(born August 12, 1978 in Usa City, Ōita Prefecture, Japan), is a former sumo wrestler. A former amateur champion, he turned professional in 2001 and reached the top division in 2003. His highest rank was komusubi, which he held for just one tournament. He won one special prize, for Technique. After injury problems he fell to the third makushita division in 2011 and retired in April 2012, becoming a sumo coach. He was part of ex-yokozuna Musashimaru's Musashigawa stable from 2013 until 2020, when he moved to Irumagawa stable.
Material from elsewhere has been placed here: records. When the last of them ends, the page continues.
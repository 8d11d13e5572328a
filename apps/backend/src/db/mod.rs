use sea_orm::DatabaseConnection;

use crate::error::AppError;
use crate::state::app_state::AppState;

/// Borrow the pool from `AppState`, or fail with `DB_UNAVAILABLE`.
pub fn require_db(state: &AppState) -> Result<&DatabaseConnection, AppError> {
    state
        .db()
        .ok_or_else(|| AppError::db_unavailable("Database is not configured"))
}
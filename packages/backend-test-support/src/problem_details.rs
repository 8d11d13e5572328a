//! Assertions for RFC 7807 error responses.

use actix_web::body::BoxBody;
use actix_web::dev::ServiceResponse;
use actix_web::http::header::{HeaderMap, CONTENT_TYPE};
use actix_web::http::StatusCode;
use serde::Deserialize;

/// Mirror of the service's Problem Details body.
#[derive(Debug, Clone, Deserialize, PartialEq, Eq)]
pub struct ProblemDetailsLike {
    #[serde(rename = "type")]
    pub type_: String,
    pub title: String,
    pub status: u16,
    pub detail: String,
    pub code: String,
    pub trace_id: String,
}

/// Check status, content type, code and `x-trace-id` parity, then return the
/// parsed body for further assertions.
pub fn assert_problem_details_from_parts(
    status: StatusCode,
    headers: &HeaderMap,
    body: &[u8],
    expected_code: &str,
    expected_status: StatusCode,
) -> ProblemDetailsLike {
    assert_eq!(status, expected_status, "unexpected HTTP status");

    let content_type = headers
        .get(CONTENT_TYPE)
        .and_then(|v| v.to_str().ok())
        .unwrap_or_default();
    assert!(
        content_type.starts_with("application/problem+json"),
        "Content-Type must be application/problem+json (got {content_type})"
    );

    let body_str = std::str::from_utf8(body).expect("body should be UTF-8");
    let problem: ProblemDetailsLike = serde_json::from_str(body_str)
        .unwrap_or_else(|e| panic!("body is not Problem Details ({e}): {body_str}"));

    let trace_header = headers
        .get("x-trace-id")
        .expect("x-trace-id header should be present")
        .to_str()
        .expect("x-trace-id should be valid UTF-8");
    assert!(!trace_header.is_empty(), "x-trace-id should not be empty");
    assert_eq!(
        problem.trace_id, trace_header,
        "trace_id in body should match x-trace-id header"
    );

    assert_eq!(problem.code, expected_code);
    assert_eq!(problem.status, expected_status.as_u16());
    assert!(
        problem.type_.ends_with(expected_code),
        "type should end with the code (got {})",
        problem.type_
    );

    problem
}

pub async fn assert_problem_details(
    resp: ServiceResponse<BoxBody>,
    expected_code: &str,
    expected_status: StatusCode,
) -> ProblemDetailsLike {
    let status = resp.status();
    let headers = resp.headers().clone();
    let body = actix_web::test::read_body(resp).await;

    assert_problem_details_from_parts(status, &headers, &body, expected_code, expected_status)
}

#[cfg(test)]
mod tests {
    use actix_web::http::header::{HeaderName, HeaderValue};

    use super::*;

    const BODY: &[u8] = br#"{"type":"https://organizer.local/errors/TASK_NOT_FOUND","title":"Task Not Found","status":404,"detail":"Task 9 not found","code":"TASK_NOT_FOUND","trace_id":"t-1"}"#;

    fn headers(trace_id: &'static str) -> HeaderMap {
        let mut headers = HeaderMap::new();
        headers.insert(
            CONTENT_TYPE,
            HeaderValue::from_static("application/problem+json"),
        );
        headers.insert(
            HeaderName::from_static("x-trace-id"),
            HeaderValue::from_static(trace_id),
        );
        headers
    }

    #[test]
    fn accepts_a_matching_problem() {
        let problem = assert_problem_details_from_parts(
            StatusCode::NOT_FOUND,
            &headers("t-1"),
            BODY,
            "TASK_NOT_FOUND",
            StatusCode::NOT_FOUND,
        );
        assert_eq!(problem.detail, "Task 9 not found");
    }

    #[test]
    #[should_panic(expected = "trace_id in body should match")]
    fn rejects_mismatched_trace_ids() {
        assert_problem_details_from_parts(
            StatusCode::NOT_FOUND,
            &headers("t-2"),
            BODY,
            "TASK_NOT_FOUND",
            StatusCode::NOT_FOUND,
        );
    }
}
pub mod request_trace;
pub mod structured_logger;
pub mod trace_span;

pub use request_trace::{RequestId, RequestTrace};
pub use structured_logger::StructuredLogger;
pub use trace_span::TraceSpan;
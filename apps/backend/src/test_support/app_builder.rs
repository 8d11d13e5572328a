//! Builds an initialized actix test service around an `AppState`.

use actix_web::body::BoxBody;
use actix_web::dev::{Service, ServiceResponse};
use actix_web::web::{self, ServiceConfig};
use actix_web::{App, Error as ActixError};

use crate::middleware::{RequestTrace, StructuredLogger, TraceSpan};
use crate::state::app_state::AppState;

type RoutesFn = Box<dyn FnOnce(&mut ServiceConfig) + Send>;

pub fn create_test_app_builder(state: AppState) -> TestAppBuilder {
    TestAppBuilder {
        state,
        routes: None,
    }
}

pub struct TestAppBuilder {
    state: AppState,
    /// `None` means the production routes.
    routes: Option<RoutesFn>,
}

impl TestAppBuilder {
    pub fn with_prod_routes(mut self) -> Self {
        self.routes = None;
        self
    }

    pub fn with_routes<F>(mut self, f: F) -> Self
    where
        F: FnOnce(&mut ServiceConfig) + Send + 'static,
    {
        self.routes = Some(Box::new(f));
        self
    }

    /// Same middleware stack as `main.rs`.
    pub async fn build(
        self,
    ) -> impl Service<actix_http::Request, Response = ServiceResponse<BoxBody>, Error = ActixError>
    {
        let app = App::new()
            .wrap(StructuredLogger)
            .wrap(TraceSpan)
            .wrap(RequestTrace)
            .app_data(web::Data::new(self.state));

        let app = match self.routes {
            None => app.configure(crate::routes::configure),
            Some(f) => app.configure(f),
        };

        actix_web::test::init_service(app).await
    }
}
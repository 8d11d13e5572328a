//! DTOs for the tasks_sea adapter.

use time::OffsetDateTime;

use crate::entities::TaskStatus;

/// Column values for inserting or replacing a task.
#[derive(Debug, Clone, PartialEq)]
pub struct TaskFields {
    pub title: String,
    pub description: String,
    pub date: OffsetDateTime,
    pub status: TaskStatus,
}

/// Filters pushed down to SQL.
#[derive(Debug, Clone, Default, PartialEq)]
pub struct TaskQuery {
    /// Case-insensitive substring match on the title; `%` and `_` match literally.
    pub title: Option<String>,
    pub status: Option<TaskStatus>,
    /// Inclusive lower bound on `date`.
    pub date_from: Option<OffsetDateTime>,
    /// Exclusive upper bound on `date`.
    pub date_until: Option<OffsetDateTime>,
}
He is now a sumo elder, under the name Ikazuchi (雷).

Career
Kakizoe was an amateur sumo champion at Nippon Sport Science University, winning the Kokutai (Japan Games) and the All Japan University Championship in 2000, his final year, which earned him the amateur yokozuna title. He joined Musashigawa stable, which, at the time, was one of the strongest in sumo with yokozuna Musashimaru and other successful former collegiate competitors such as Dejima and Miyabiyama amongst its wrestlers. Because of his amateur success, Kakizoe was given makushita tsukedashi status, meaning he was able to debut at the makushita 15 ranking. He was the first makushita tsukedashi entrant to be put at #15 instead of the bottom of the makushita division. He had initially hoped to debut in March 2001, but his entry was delayed because of a nagging injury. Although his first appearance on the banzuke was in September 2001, he was still unable to compete and dropped to makushita #55. He fought his first professional bout in November 2001 instead, fighting under his real name. Unusually, he never adopted a traditional shikona. He rose to the jūryō division in March 2003 and the top makuuchi division in September 2003. 

Kakizoe's rank peaked at komusubi after the January 2004 tournament when, ranked maegashira 5, he achieved a result of 11-4 and the technique prize. He failed to retain his san'yaku rank for more than a single tournament, but mostly remained amongst the top half of maegashira for the next few years. However, he suffered a big setback in May 2007, losing eleven bouts in a row before pulling out of the tournament citing a fracture to his right knee. He could manage only six wins on his return in July and slid to the lowest rung on the top division ladder for the September tournament. He produced a comfortable 9-6 score there to maintain his top division status, but remained near the bottom of makuuchi for the next two years. 

In January 2010, he rose to maegashira 4 and fought his first bout against a yokozuna since his injury. Due to the absence of Chiyotaikai and Kotomitsuki, on the final day he took part in the san'yaku soroibumi ceremony. He finished the tournament with a respectable 6-9 record, but was unable to produce a kachi-koshi or winning score in the next four tournaments either. 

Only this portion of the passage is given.